21 of 21 people found the following review helpful
A magical Lego set that should captivate Tolkien fans both young and old!,
= Durability: = Fun: = Educational:
This review is from: LEGO The Hobbit An Unexpected Gathering (Toy)
There are few images in fantasy literature more recognizable than the round, green door of Mr. Bilbo Baggins. It is an endearing image that perfectly represents the connection between man and nature that Tolkien envisioned as representative of life in the Shire. Lego has now taken this beloved and classic setting and turned it into a delightfully enchanting Lego set based upon the film version of The Hobbit.
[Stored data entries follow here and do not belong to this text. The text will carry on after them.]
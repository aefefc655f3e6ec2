pub mod health;
pub mod lists;
pub mod tags;
pub mod tasks;

use axum::Router;

use crate::state::AppState;

/// Build the `/api/v1` route tree.
///
/// Route hierarchy:
///
/// ```text
/// /lists                        list, create
/// /lists/{id}                   get, rename, delete
/// /lists/{id}/tasks             tasks with tags + counts, create task
///
/// /tasks/assigned               caller's assigned tasks (?status=&sort=)
/// /tasks/search                 search with tag facets (?term=&tag_ids=)
/// /tasks/search/preview         capped preview, fails open when unauthenticated
/// /tasks/{id}                   detail, full update, delete
/// /tasks/{id}/status            status change (PUT)
/// /tasks/{id}/assignment        assignment toggle (POST)
/// /tasks/{id}/tags              attach tag by name (POST)
/// /tasks/{id}/tags/{tag_id}     detach tag (DELETE)
/// /tasks/{id}/comments          list, post
///
/// /tags                         list, create
/// /tags/counts                  tags with visible-task counts
/// /tags/{id}/tasks              visible tasks carrying the tag
/// /tags/{id}                    delete
/// ```
pub fn api_routes() -> Router<AppState> {
    Router::new()
        // List service (owner-only resources).
        .nest("/lists", lists::router())
        // Task service, including task-scoped tag links and comments.
        .nest("/tasks", tasks::router())
        // Tag service (shared across users).
        .nest("/tags", tags::router())
}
Whether you are interested in this set as a display piece or you are purchasing it for a younger Hobbit fan to play with, I do believe you will be delighted with how Lego has captured the feel of Bag End in brick form.
# of pieces: 652
Lego's retail price: $69.99
Minifigures: Gandalf the Grey, Bilbo Baggins, Balin, Dwalin, Bofur, and Bombur.
*Where to start? First of all, the set beautifully captures the organic feel of the shire. While inside Bag End is organized with wooden shelves, a stove, various household items hung in their respective places, and a nice writing nook, the outside of Bag End feels wonderfully organic. The usage of various shades of green and brown Lego bricks makes this set feel like it is a house burrowed out of the side of a hill. Trees, shrubs, and flowers adorn the set giving it a rural and natural feel. It looks beautiful!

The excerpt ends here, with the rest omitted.